Nvidia’s Moat vs Intel’s Old Moat
- Comparison with Intel’s past dominance: Intel relied heavily on process-node advantage and x86 software lock-in, which eventually eroded.
- Several comments argue Nvidia’s moat is deeper: repeated “paradigm changes” (SIMT, tensor cores, FP8, upcoming FP4) and fast iteration while competitors lag a generation or more.
- Others note Nvidia is fabless, so less exposed to process-node stagnation than Intel was.
CUDA, Software Stack, and AI
- Disagreement on whether Nvidia’s advantage is mainly hardware or software.
- One side: AI developers mostly use PyTorch/JAX/etc., so CUDA is less visible; alternative backends (TPU, Apple GPUs) show portability is possible.
- Counterpoint: these frameworks still depend on proprietary cuBLAS/cuDNN; duplicating their performance is seen as very hard, reinforcing Nvidia’s software moat.
Pricing, Segmentation, and Economic Arguments
- Some see artificial throttling as wasteful and “greedy,” reducing output from the same silicon.
- Others defend segmentation as enabling:
- Cheaper gaming cards that still meet gamers’ needs.
- Higher margins that fund R&D and new nodes.
- Debate whether consumer GPUs are cross-subsidized by data-center profits or vice versa; consensus: lack of competition lets Nvidia charge very high markups.
eFuses, Unlocking, and Modding Prospects
- eFuses described as one-time programmable bits in silicon; once “blown,” practically impossible to reverse.

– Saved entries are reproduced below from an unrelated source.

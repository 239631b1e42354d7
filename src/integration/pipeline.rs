//! Per-frame perception strategies behind a common `Pipeline` trait.

use image::{GrayImage, RgbImage};
use tracing::debug;

use crate::config::{PipelineMode, TrackerConfig};
use crate::integration::events::InteractionEvent;
use crate::integration::orchestrator::TrackResult;
use crate::integration::overlay::{Overlay, histogram_bars};
use crate::segmentation::{ColorSegmenter, MorphologyFilter};
use crate::tracker::{
    AdaptiveTracker, AreaBounds, BlobSelector, PoseEstimator, TrackState, likelihood_image,
};

/// What a pipeline produced for one frame.
#[derive(Debug, Clone, Default)]
pub struct PipelineOutput {
    pub result: TrackResult,
    pub overlay: Overlay,
    /// Diagnostic view: the cleaned mask in static mode, the gated
    /// back-projection in adaptive mode.
    pub view: Option<GrayImage>,
}

/// A perception strategy run on every processed frame.
pub trait Pipeline {
    fn mode(&self) -> PipelineMode;

    /// Process one frame, already scaled to the processing resolution.
    fn process(&mut self, frame: &RgbImage) -> PipelineOutput;

    /// Apply a selection, pause or stop event.
    fn handle_event(&mut self, _event: InteractionEvent) {}

    /// Whether frame acquisition should be suspended.
    fn is_paused(&self) -> bool {
        false
    }

    /// Tracking state, for pipelines that keep one.
    fn track_state(&self) -> Option<TrackState> {
        None
    }
}

/// Build the pipeline selected by `config.mode`. The configuration is
/// expected to be normalized.
pub fn build_pipeline(config: &TrackerConfig) -> Box<dyn Pipeline> {
    match config.mode {
        PipelineMode::StaticThreshold => Box::new(StaticThresholdPipeline::new(config)),
        PipelineMode::Adaptive => Box::new(AdaptivePipeline::new(config)),
    }
}

/// Threshold, morphology, blob selection and pose estimation.
pub struct StaticThresholdPipeline {
    segmenter: ColorSegmenter,
    morphology: MorphologyFilter,
    selector: BlobSelector,
    estimator: PoseEstimator,
    min_blob_area: u32,
}

impl StaticThresholdPipeline {
    pub fn new(config: &TrackerConfig) -> Self {
        Self {
            segmenter: ColorSegmenter::new(config.thresholds, config.kernels.blur),
            morphology: MorphologyFilter::new(&config.kernels),
            selector: BlobSelector::new(AreaBounds::for_frame(config.min_blob_area, 0, 0)),
            estimator: PoseEstimator::new(config.pose_method),
            min_blob_area: config.min_blob_area,
        }
    }
}

impl Pipeline for StaticThresholdPipeline {
    fn mode(&self) -> PipelineMode {
        PipelineMode::StaticThreshold
    }

    fn process(&mut self, frame: &RgbImage) -> PipelineOutput {
        let (width, height) = frame.dimensions();
        self.selector
            .set_bounds(AreaBounds::for_frame(self.min_blob_area, width, height));

        let mask = self.segmenter.segment(frame);
        let cleaned = self.morphology.apply(&mask);

        let mut output = PipelineOutput::default();
        if let Some(region) = self.selector.select(&cleaned) {
            let pose = self.estimator.estimate(&region.boundary);
            output.result = TrackResult::detected(region.centroid, pose.as_ref());
            if let Some(pose) = &pose {
                output.overlay =
                    Overlay::default().with_pose(pose, region.centroid, pose.size, width, height);
            }
        }
        output.view = Some(cleaned);
        output
    }

    fn handle_event(&mut self, event: InteractionEvent) {
        debug!(?event, "event has no effect in static-threshold mode");
    }
}

/// Histogram back-projection tracked with CamShift.
pub struct AdaptivePipeline {
    segmenter: ColorSegmenter,
    tracker: AdaptiveTracker,
}

impl AdaptivePipeline {
    pub fn new(config: &TrackerConfig) -> Self {
        Self {
            segmenter: ColorSegmenter::new(config.thresholds, config.kernels.blur),
            tracker: AdaptiveTracker::new(config.adaptive),
        }
    }

    pub fn tracker(&self) -> &AdaptiveTracker {
        &self.tracker
    }
}

impl Pipeline for AdaptivePipeline {
    fn mode(&self) -> PipelineMode {
        PipelineMode::Adaptive
    }

    fn process(&mut self, frame: &RgbImage) -> PipelineOutput {
        let (width, height) = frame.dimensions();
        let planes = self.segmenter.adaptive_planes(frame);
        let update = self.tracker.update(&planes);

        let mut output = PipelineOutput::default();
        if let Some(update) = update {
            if let Some(pose) = update.pose() {
                let center = update.shape.center;
                let radius = update.shape.width.min(update.shape.height) / 2.0;
                output.result = TrackResult::detected(center, Some(&pose));
                output.overlay = output
                    .overlay
                    .with_pose(&pose, center, radius, width, height);
            }
            output.overlay.search_window = Some(update.window);
            output.view = Some(likelihood_image(&update.likelihood));
        }
        output.overlay.selection = self.tracker.selection();
        if let Some(model) = self.tracker.model() {
            output.overlay.histogram = histogram_bars(model);
        }
        output
    }

    fn handle_event(&mut self, event: InteractionEvent) {
        match event {
            InteractionEvent::BeginSelection { x, y } => self.tracker.begin_selection(x, y),
            InteractionEvent::UpdateSelection { x, y } => self.tracker.update_selection(x, y),
            InteractionEvent::EndSelection => self.tracker.end_selection(),
            InteractionEvent::TogglePause => self.tracker.toggle_pause(),
            InteractionEvent::StopTracking => self.tracker.stop(),
            InteractionEvent::ToggleBackProjectionView | InteractionEvent::Quit => {}
        }
    }

    fn is_paused(&self) -> bool {
        self.tracker.is_paused()
    }

    fn track_state(&self) -> Option<TrackState> {
        Some(self.tracker.state())
    }
}
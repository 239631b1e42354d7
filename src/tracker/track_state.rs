/// Lifecycle of the adaptive tracker.
#[derive(Debug, Clone, Copy, PartialEq, Eq, Default)]
pub enum TrackState {
    /// No selection and no appearance model
    #[default]
    Idle,
    /// A selection rectangle is being drawn
    Selecting,
    /// Selection complete, model is learned on the next frame
    Initializing,
    /// Following the learned model frame to frame
    Tracking,
    /// Tracking suspended, the last result is kept
    Paused,
}
//! Frame loop around the active pipeline.

use std::borrow::Cow;

use image::imageops::{self, FilterType};
use image::{GrayImage, RgbImage};
use nalgebra::Point2;
use serde::Serialize;
use tracing::{debug, info};

use crate::config::{PipelineMode, TrackerConfig};
use crate::error::{Result, TrackerError};
use crate::integration::events::InteractionEvent;
use crate::integration::frame_source::{Frame, FrameSink, FrameSource};
use crate::integration::overlay::Overlay;
use crate::integration::pipeline::{Pipeline, build_pipeline};
use crate::tracker::{Pose, TrackState};

/// Per-frame tracking result.
#[derive(Debug, Clone, Copy, Default, PartialEq, Serialize)]
pub struct TrackResult {
    pub found: bool,
    #[serde(skip_serializing_if = "Option::is_none")]
    pub position: Option<Point2<f64>>,
    /// Principal axis direction in radians, within `[-pi/2, pi/2)`.
    #[serde(skip_serializing_if = "Option::is_none")]
    pub orientation: Option<f64>,
    /// Half the principal axis length, in processed-frame pixels.
    #[serde(skip_serializing_if = "Option::is_none")]
    pub size: Option<f64>,
}

impl TrackResult {
    pub fn not_found() -> Self {
        Self::default()
    }

    /// A detection at `position`. Orientation and size are only reported when
    /// a pose could be estimated.
    pub fn detected(position: Point2<f64>, pose: Option<&Pose>) -> Self {
        Self {
            found: true,
            position: Some(position),
            orientation: pose.map(|p| p.orientation),
            size: pose.map(|p| p.size),
        }
    }
}

/// Everything produced for one processed frame.
#[derive(Debug, Clone)]
pub struct FrameOutput {
    pub index: u64,
    pub result: TrackResult,
    pub overlay: Overlay,
    /// Present while the back-projection view is toggled on.
    pub back_projection: Option<GrayImage>,
    pub processed_width: u32,
    pub processed_height: u32,
}

/// Totals of a finished run.
#[derive(Debug, Clone, Copy, Default, PartialEq, Eq)]
pub struct RunStats {
    pub frames_processed: u64,
    pub frames_found: u64,
    /// Outputs re-emitted while paused.
    pub repeated_outputs: u64,
    /// The run ended on a quit event rather than at end of stream.
    pub quit: bool,
}

/// Drives a `Pipeline` over a stream of frames.
///
/// The orchestrator owns the active pipeline, the back-projection view flag and
/// the last output. Interaction events reach the pipeline only through
/// `handle_event`, between frames.
pub struct TrackingOrchestrator {
    config: TrackerConfig,
    pipeline: Box<dyn Pipeline>,
    show_back_projection: bool,
    quit_requested: bool,
    next_index: u64,
    last_output: Option<FrameOutput>,
}

impl TrackingOrchestrator {
    /// Normalize and validate `config`, then build the pipeline it selects.
    pub fn new(config: TrackerConfig) -> Result<Self> {
        let config = config.normalized();
        config.validate()?;
        let pipeline = build_pipeline(&config);
        debug!(mode = ?config.mode, "orchestrator created");
        Ok(Self {
            config,
            pipeline,
            show_back_projection: false,
            quit_requested: false,
            next_index: 0,
            last_output: None,
        })
    }

    pub fn config(&self) -> &TrackerConfig {
        &self.config
    }

    pub fn mode(&self) -> PipelineMode {
        self.pipeline.mode()
    }

    pub fn track_state(&self) -> Option<TrackState> {
        self.pipeline.track_state()
    }

    /// Whether the pipeline currently holds its last output instead of
    /// processing frames.
    pub fn is_paused(&self) -> bool {
        self.pipeline.is_paused()
    }

    pub fn quit_requested(&self) -> bool {
        self.quit_requested
    }

    pub fn shows_back_projection(&self) -> bool {
        self.show_back_projection
    }

    /// Output of the most recent `process_frame` call.
    pub fn last_output(&self) -> Option<&FrameOutput> {
        self.last_output.as_ref()
    }

    /// Apply one interaction event. Quit and the view toggle are handled here,
    /// everything else goes to the pipeline.
    pub fn handle_event(&mut self, event: InteractionEvent) {
        debug!(?event, "interaction event");
        match event {
            InteractionEvent::Quit => self.quit_requested = true,
            InteractionEvent::ToggleBackProjectionView => {
                self.show_back_projection = !self.show_back_projection;
            }
            other => self.pipeline.handle_event(other),
        }
    }

    /// Scale the frame down to the processing height cap if needed and run the
    /// pipeline on it.
    ///
    /// While the tracker is paused the frame is not processed and the last
    /// output is returned unchanged.
    ///
    /// # Arguments
    /// * `frame` - Frame in its original resolution
    ///
    /// # Returns
    /// The stored output for this call, also available from `last_output`,
    /// or `DegenerateFrame` when the frame has no pixels.
    pub fn process_frame(&mut self, frame: &Frame) -> Result<&FrameOutput> {
        let (width, height) = frame.image.dimensions();
        if width == 0 || height == 0 {
            return Err(TrackerError::DegenerateFrame { width, height });
        }

        let output = match self.last_output.take() {
            Some(last) if self.is_paused() => {
                debug!(index = frame.index, held = last.index, "paused, holding output");
                last
            }
            _ => self.fresh_output(frame),
        };
        Ok(self.last_output.insert(output))
    }

    fn fresh_output(&mut self, frame: &Frame) -> FrameOutput {
        let processed = self.downscale(&frame.image);
        let (processed_width, processed_height) = processed.dimensions();
        let output = self.pipeline.process(&processed);
        debug!(
            index = frame.index,
            found = output.result.found,
            processed_width,
            processed_height,
            "frame processed"
        );

        FrameOutput {
            index: frame.index,
            result: output.result,
            overlay: output.overlay,
            back_projection: output.view.filter(|_| self.show_back_projection),
            processed_width,
            processed_height,
        }
    }

    /// Pull frames from `source` and hand each output to `sink` until the
    /// stream ends or a quit event arrives.
    ///
    /// While paused no frames are pulled and the last output is handed to the
    /// sink again, so the sink paces the loop.
    ///
    /// # Arguments
    /// * `source` - Producer of frames; `None` ends the run
    /// * `sink` - Consumer of outputs, returning the events to apply next
    ///
    /// # Returns
    /// Totals of the run, or the first source, sink or frame error.
    pub fn run<S, K>(&mut self, source: &mut S, sink: &mut K) -> Result<RunStats>
    where
        S: FrameSource,
        K: FrameSink,
    {
        info!(mode = ?self.mode(), "tracking started");
        let mut stats = RunStats::default();

        loop {
            if self.quit_requested {
                stats.quit = true;
                break;
            }

            let paused_output = if self.is_paused() {
                self.last_output.as_ref()
            } else {
                None
            };
            let events = match paused_output {
                Some(output) => {
                    stats.repeated_outputs += 1;
                    sink.consume(output)
                        .map_err(|e| TrackerError::FrameSink(Box::new(e)))?
                }
                None => {
                    let next = source
                        .next_frame()
                        .map_err(|e| TrackerError::FrameSource(Box::new(e)))?;
                    let Some(image) = next else {
                        debug!("end of stream");
                        break;
                    };

                    let frame = Frame::new(self.next_index, image);
                    self.next_index += 1;
                    let output = self.process_frame(&frame)?;
                    stats.frames_processed += 1;
                    if output.result.found {
                        stats.frames_found += 1;
                    }
                    sink.consume(output)
                        .map_err(|e| TrackerError::FrameSink(Box::new(e)))?
                }
            };

            for event in events {
                self.handle_event(event);
            }
        }

        info!(
            frames = stats.frames_processed,
            found = stats.frames_found,
            quit = stats.quit,
            "tracking finished"
        );
        Ok(stats)
    }

    fn downscale<'a>(&self, image: &'a RgbImage) -> Cow<'a, RgbImage> {
        let (width, height) = image.dimensions();
        let limit = self.config.processing_height_limit;
        if height <= limit {
            return Cow::Borrowed(image);
        }
        let ratio = limit as f64 / height as f64;
        let scaled_width = ((width as f64 * ratio) as u32).max(1);
        Cow::Owned(imageops::resize(image, scaled_width, limit, FilterType::Lanczos3))
    }
}

#[cfg(test)]
mod tests {
    use super::*;
    use image::Rgb;

    #[test]
    fn test_zero_sized_frame_is_rejected() {
        let mut orchestrator = TrackingOrchestrator::new(TrackerConfig::default()).unwrap();
        let result = orchestrator.process_frame(&Frame::new(0, RgbImage::new(0, 10)));
        assert!(matches!(
            result,
            Err(TrackerError::DegenerateFrame {
                width: 0,
                height: 10
            })
        ));
    }

    #[test]
    fn test_tall_frames_are_downscaled() {
        let config = TrackerConfig {
            processing_height_limit: 60,
            ..TrackerConfig::default()
        };
        let mut orchestrator = TrackingOrchestrator::new(config).unwrap();
        let frame = Frame::new(3, RgbImage::from_pixel(250, 120, Rgb([10, 10, 10])));
        let output = orchestrator.process_frame(&frame).unwrap();

        assert_eq!(output.index, 3);
        assert_eq!((output.processed_width, output.processed_height), (125, 60));
    }

    #[test]
    fn test_invalid_config_is_rejected() {
        let mut config = TrackerConfig::default();
        config.thresholds.saturation.min = 200;
        config.thresholds.saturation.max = 100;
        assert!(matches!(
            TrackingOrchestrator::new(config),
            Err(TrackerError::InvalidConfig(_))
        ));
    }

    #[test]
    fn test_back_projection_view_toggle() {
        let mut orchestrator = TrackingOrchestrator::new(TrackerConfig::default()).unwrap();
        let frame = Frame::new(0, RgbImage::new(20, 20));

        assert!(orchestrator.process_frame(&frame).unwrap().back_projection.is_none());
        orchestrator.handle_event(InteractionEvent::ToggleBackProjectionView);
        assert!(orchestrator.shows_back_projection());
        assert!(orchestrator.process_frame(&frame).unwrap().back_projection.is_some());
    }

    #[test]
    fn test_track_result_serialization_skips_missing_fields() {
        let json = serde_json::to_string(&TrackResult::not_found()).unwrap();
        assert_eq!(json, r#"{"found":false}"#);

        let found = TrackResult {
            found: true,
            position: Some(Point2::new(1.5, 2.0)),
            orientation: None,
            size: None,
        };
        let json = serde_json::to_string(&found).unwrap();
        assert_eq!(json, r#"{"found":true,"position":[1.5,2.0]}"#);
    }
}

- Firmware-based workarounds are blocked by signed firmware; past accidents (like hash-rate limits) depended on Nvidia itself releasing permissive firmware.
- Some speculate about far-future “garage” chip surgery, but others consider practical restoration of such fuses effectively impossible.
Competition and Alternatives
- Many call for stronger AMD/Intel competition; others note AMD’s weak software story (especially for ML) and Intel/AMD’s smaller innovation cadence.
- Cloud TPUs, Trainium, Gaudi, and others are mentioned as partial alternatives, but availability and ecosystem limits keep Nvidia dominant.